Le 3ème numéro que voici est dédié à l’écrivain et aviateur Antoine de Saint-Exupéry. Bien que pareil projet soit inévitablement réducteur, l’article tentera d’offrir une « vue d’ensemble » de l’œuvre immense et inachevée qu’il nous a laissé. Ainsi il ne sera pas question d’un unique livre, mais de deux. Deux livres que tout oppose mais qui sont, selon moi, les ouvrages les plus profonds de Saint-Exupéry. Le Petit Prince, et Citadelle.
Quelques mots sur notre homme
Antoine de Saint-Exupéry naît à Lyon en juin 1900. Après un parcours scolaire quelque peu hasardeux, il devient pilote à l’issu de son service militaire. En 1926, il est engagé par la compagnie Latécoère pour voler sur les lignes aéropostales reliant Toulouse au Sénégal. L’aviateur prend son envol. Ce métier dont il s’est épris, autant synonyme de danger que de courage, exerce une influence profonde sur sa personne. Il entre dans le monde de la littérature en 1929 avec son premier roman, Courrier Sud, largement inspiré de ses expériences de pilote.

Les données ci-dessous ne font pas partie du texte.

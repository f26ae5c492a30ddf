//! # Crash-loop detection for worker slots.
//!
//! [`CrashLoopPolicy`] decides whether a crashed slot may be respawned. Each
//! slot keeps a [`CrashHistory`]: a fixed-capacity ring of the most recent crash
//! instants. Capacity is `min(max_crashes, 10)`.
//!
//! ```text
//! crash at t ──► history full? ──yes──► evict oldest
//!                     │                      │
//!                     └──────────┬───────────┘
//!                                ▼
//!                           append t
//!                                ▼
//!           full && (newest - oldest) < window ?
//!                 ├─ yes ─► RespawnVerdict::CrashLoop (slot disabled for good)
//!                 └─ no  ─► RespawnVerdict::Approved
//! ```
//!
//! The verdict is a pure function of the crash instants, the capacity and the
//! window.
//!
//! # Example
//! ```rust
//! use std::time::Duration;
//! use tokio::time::Instant;
//! use procvisor::{CrashHistory, CrashLoopPolicy, RespawnVerdict};
//!
//! let policy = CrashLoopPolicy::new(3, Duration::from_secs(5));
//! let mut history = CrashHistory::new(policy.capacity());
//! let t0 = Instant::now();
//!
//! assert_eq!(policy.evaluate(&mut history, t0), RespawnVerdict::Approved);
//! assert_eq!(policy.evaluate(&mut history, t0 + Duration::from_secs(1)), RespawnVerdict::Approved);
//! assert!(matches!(
//!     policy.evaluate(&mut history, t0 + Duration::from_secs(2)),
//!     RespawnVerdict::CrashLoop { crashes: 3, .. }
//! ));
//! ```

use std::time::Duration;

use tokio::time::Instant;

/// Hard upper bound on tracked crashes per slot.
pub const MAX_TRACKED_CRASHES: usize = 10;

/// Fixed-capacity ring of recent crash instants (oldest evicted first).
#[derive(Clone, Debug)]
pub struct CrashHistory {
    times: [Option<Instant>; MAX_TRACKED_CRASHES],
    head: usize,
    len: usize,
    capacity: usize,
}

impl CrashHistory {
    /// Creates an empty history; `capacity` is clamped to `1..=10`.
    pub fn new(capacity: usize) -> Self {
        Self {
            times: [None; MAX_TRACKED_CRASHES],
            head: 0,
            len: 0,
            capacity: capacity.clamp(1, MAX_TRACKED_CRASHES),
        }
    }

    /// Appends a crash instant, evicting the oldest entry when full.
    pub fn record(&mut self, at: Instant) {
        if self.len == self.capacity {
            self.times[self.head] = Some(at);
            self.head = (self.head + 1) % self.capacity;
        } else {
            let idx = (self.head + self.len) % self.capacity;
            self.times[idx] = Some(at);
            self.len += 1;
        }
    }

    /// Number of recorded crashes (never exceeds capacity).
    #[inline]
    pub fn len(&self) -> usize {
        self.len
    }

    #[inline]
    pub fn is_empty(&self) -> bool {
        self.len == 0
    }

    #[inline]
    pub fn capacity(&self) -> usize {
        self.capacity
    }

    #[inline]
    pub fn is_full(&self) -> bool {
        self.len == self.capacity
    }

    /// Oldest recorded crash.
    pub fn oldest(&self) -> Option<Instant> {
        if self.len == 0 {
            return None;
        }
        self.times[self.head]
    }

    /// Most recent recorded crash.
    pub fn newest(&self) -> Option<Instant> {
        if self.len == 0 {
            return None;
        }
        self.times[(self.head + self.len - 1) % self.capacity]
    }

    /// Time between the oldest and newest recorded crash.
    pub fn span(&self) -> Option<Duration> {
        Some(self.newest()?.saturating_duration_since(self.oldest()?))
    }

    /// Recorded instants, oldest first.
    pub fn iter(&self) -> impl Iterator<Item = Instant> + '_ {
        (0..self.len).filter_map(move |i| self.times[(self.head + i) % self.capacity])
    }
}

/// Outcome of evaluating a crash against the policy.
#[derive(Clone, Copy, Debug, PartialEq, Eq)]
pub enum RespawnVerdict {
    /// The slot may be respawned.
    Approved,
    /// `crashes` crashes happened within `span`, shorter than the window.
    CrashLoop {
        /// Number of crashes in the history (equals capacity).
        crashes: usize,
        /// Time between oldest and newest crash.
        span: Duration,
    },
}

/// Crash-loop threshold: at most `max_crashes` crashes per `window`.
#[derive(Clone, Copy, Debug)]
pub struct CrashLoopPolicy {
    max_crashes: usize,
    window: Duration,
}

impl CrashLoopPolicy {
    /// Creates a policy; `max_crashes` is clamped to `1..=10`.
    pub fn new(max_crashes: u8, window: Duration) -> Self {
        Self {
            max_crashes: usize::from(max_crashes).clamp(1, MAX_TRACKED_CRASHES),
            window,
        }
    }

    /// Capacity each slot's [`CrashHistory`] should be created with.
    #[inline]
    pub fn capacity(&self) -> usize {
        self.max_crashes
    }

    #[inline]
    pub fn window(&self) -> Duration {
        self.window
    }

    /// Records a crash at `at` and decides whether the slot may respawn.
    pub fn evaluate(&self, history: &mut CrashHistory, at: Instant) -> RespawnVerdict {
        history.record(at);

        if !history.is_full() {
            return RespawnVerdict::Approved;
        }
        match history.span() {
            Some(span) if span < self.window => RespawnVerdict::CrashLoop {
                crashes: history.len(),
                span,
            },
            _ => RespawnVerdict::Approved,
        }
    }
}
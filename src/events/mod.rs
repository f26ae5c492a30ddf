//! Runtime events: types and broadcast bus.
//!
//! ## Contents
//! - [`EventKind`], [`Event`] event classification and payload metadata
//! - [`Bus`] thin wrapper over `tokio::sync::broadcast`
//!
//! ## Quick reference
//! - **Publishers**: `core::pool::Pool` (worker lifecycle), `core::supervisor`
//!   (pool lifecycle), `SubscriberSet` workers (overflow/panic).
//! - **Consumers**: the fan-out listener started by `Cluster::init`, and
//!   receivers handed out by `Master::events`.

mod bus;
mod event;

pub use bus::Bus;
pub use event::{Event, EventKind};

Aux côtés d’autres romans, il publiera des œuvres plus philosophiques, à l’image de Terre des Hommes et de Citadelle. Celles-ci, empreintes d’un humanisme implacable, rendent compte d’une vision du monde tout à fait particulière. Il participe à la campagne de France durant la seconde guerre mondiale, où il assiste, presque impuissant, à la chute du pays qui l’a vu naître. Exilé aux Etats-Unis, il décide de continuer le combat en rejoignant les Forces Françaises Libres. Affecté à une mission de reconnaissance, il sombre aux commandes de son P-38 Lightning dans la Méditerranée le 31 juillet 1944, vraisemblablement abattu par un chasseur allemand. Le chapitre final de sa vie parachève l’avènement du mythe de l’écrivain aviateur.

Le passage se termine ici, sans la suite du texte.